**About this task**
Repeat each record word for word. Leave nothing out.

(Dataset entries)
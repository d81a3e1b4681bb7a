//! Plot settings shared by every plotting function

use plotters::prelude::*;

/// Size, labels and colors of a plot
///
/// ```rust,ignore
/// use transport_rs::output::visualization::PlotConfig;
/// use plotters::prelude::*;
///
/// let mut config = PlotConfig::profile("Gaussian pulse, RK-6 + CD4");
/// config.width = 1920;
/// config.height = 1080;
/// config.series_colors = Some(vec![BLACK, RED]);
/// ```
#[derive(Clone)]
pub struct PlotConfig {
    /// Image width in pixels (default: 1024)
    pub width: u32,

    /// Image height in pixels (default: 768)
    pub height: u32,

    pub title: String,
    pub xlabel: String,
    pub ylabel: String,

    /// Colors of the series, in drawing order
    ///
    /// `None` (or a list shorter than the number of series) falls back to
    /// the default palette.
    pub series_colors: Option<Vec<RGBColor>>,

    pub background: RGBColor,

    /// Line width in pixels (default: 2)
    pub line_width: u32,

    pub show_grid: bool,
}

impl Default for PlotConfig {
    fn default() -> Self {
        Self {
            width: 1024,
            height: 768,
            title: "Plot".to_string(),
            xlabel: String::new(),
            ylabel: "U".to_string(),
            series_colors: None,
            background: WHITE,
            line_width: 2,
            show_grid: true,
        }
    }
}

/// Accepts `&str`, `String` or [`NO_TITLE`] wherever a title is optional
pub trait IntoOptionalTitle {
    fn into_optional_title(self) -> Option<String>;
}

impl IntoOptionalTitle for &str {
    fn into_optional_title(self) -> Option<String> {
        Some(self.to_string())
    }
}

impl IntoOptionalTitle for String {
    fn into_optional_title(self) -> Option<String> {
        Some(self)
    }
}

impl<T: IntoOptionalTitle> IntoOptionalTitle for Option<T> {
    fn into_optional_title(self) -> Option<String> {
        self.and_then(|t| t.into_optional_title())
    }
}

/// Keep the default title
pub const NO_TITLE: Option<&str> = None;

const DEFAULT_PALETTE: [RGBColor; 8] = [
    BLUE,
    RED,
    GREEN,
    MAGENTA,
    CYAN,
    BLACK,
    RGBColor(255, 165, 0),
    RGBColor(128, 0, 128),
];

impl PlotConfig {
    /// U against x, titled "Solution profile" unless told otherwise
    pub fn profile(title: impl IntoOptionalTitle) -> Self {
        Self {
            xlabel: "x".to_string(),
            title: title
                .into_optional_title()
                .unwrap_or_else(|| "Solution profile".to_string()),
            ..Self::default()
        }
    }

    /// dt against t, titled "Time steps" unless told otherwise
    pub fn time_steps(title: impl IntoOptionalTitle) -> Self {
        Self {
            xlabel: "t".to_string(),
            ylabel: "dt".to_string(),
            title: title
                .into_optional_title()
                .unwrap_or_else(|| "Time steps".to_string()),
            ..Self::default()
        }
    }

    /// Color of the `index`-th series
    pub(crate) fn series_color(&self, index: usize) -> RGBColor {
        if let Some(color) = self.series_colors.as_ref().and_then(|colors| colors.get(index)) {
            return *color;
        }

        DEFAULT_PALETTE[index % DEFAULT_PALETTE.len()]
    }
}

// =================================================================================================
// Tests
// =================================================================================================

**Solved problem**
repository d81a3e1b4681bb7a
//! Plot settings shared by every plotting function

use plotters::prelude::*;

/// Size, labels and colors of a plot
///
/// ```rust,ignore
/// use transport_rs::output::visualization::PlotConfig;
/// use plotters::prelude::*;
///
/// let mut config = PlotConfig::profile("Gaussian pulse, RK-6 + CD4");
/// config.width = 1920;
/// config.height = 1080;
/// config.series_colors = Some(vec![BLACK, RED]);
/// ```
#[derive(Clone)]
pub struct PlotConfig {
    /// Image width in pixels (default: 1024)
    pub width: u32,

    /// Image height in pixels (default: 768)
    pub height: u32,

    pub title: String,
    pub xlabel: String,
    pub ylabel: String,

    /// Colors of the series, in drawing order
    ///
    /// `None` (or a list shorter than the number of series) falls back to
    /// the default palette.
    pub series_colors: Option<Vec<RGBColor>>,

    pub background: RGBColor,

    /// Line width in pixels (default: 2)
    pub line_width: u32,

    pub show_grid: bool,
}

impl Default for PlotConfig {
    fn default() -> Self {
        Self {
            width: 1024,
            height: 768,
            title: "Plot".to_string(),
            xlabel: String::new(),
            ylabel: "U".to_string(),
            series_colors: None,
            background: WHITE,
            line_width: 2,
            show_grid: true,
        }
    }
}

/// Accepts `&str`, `String` or [`NO_TITLE`] wherever a title is optional
pub trait IntoOptionalTitle {
    fn into_optional_title(self) -> Option<String>;
}

impl IntoOptionalTitle for &str {
    fn into_optional_title(self) -> Option<String> {
        Some(self.to_string())
    }
}

impl IntoOptionalTitle for String {
    fn into_optional_title(self) -> Option<String> {
        Some(self)
    }
}

impl<T: IntoOptionalTitle> IntoOptionalTitle for Option<T> {
    fn into_optional_title(self) -> Option<String> {
        self.and_then(|t| t.into_optional_title())
    }
}

/// Keep the default title
pub const NO_TITLE: Option<&str> = None;

const DEFAULT_PALETTE: [RGBColor; 8] = [
    BLUE,
    RED,
    GREEN,
    MAGENTA,
    CYAN,
    BLACK,
    RGBColor(255, 165, 0),
    RGBColor(128, 0, 128),
];

impl PlotConfig {
    /// U against x, titled "Solution profile" unless told otherwise
    pub fn profile(title: impl IntoOptionalTitle) -> Self {
        Self {
            xlabel: "x".to_string(),
            title: title
                .into_optional_title()
                .unwrap_or_else(|| "Solution profile".to_string()),
            ..Self::default()
        }
    }

    /// dt against t, titled "Time steps" unless told otherwise
    pub fn time_steps(title: impl IntoOptionalTitle) -> Self {
        Self {
            xlabel: "t".to_string(),
            ylabel: "dt".to_string(),
            title: title
                .into_optional_title()
                .unwrap_or_else(|| "Time steps".to_string()),
            ..Self::default()
        }
    }

    /// Color of the `index`-th series
    pub(crate) fn series_color(&self, index: usize) -> RGBColor {
        if let Some(color) = self.series_colors.as_ref().and_then(|colors| colors.get(index)) {
            return *color;
        }

        DEFAULT_PALETTE[index % DEFAULT_PALETTE.len()]
    }
}

// =================================================================================================
// Tests
// =================================================================================================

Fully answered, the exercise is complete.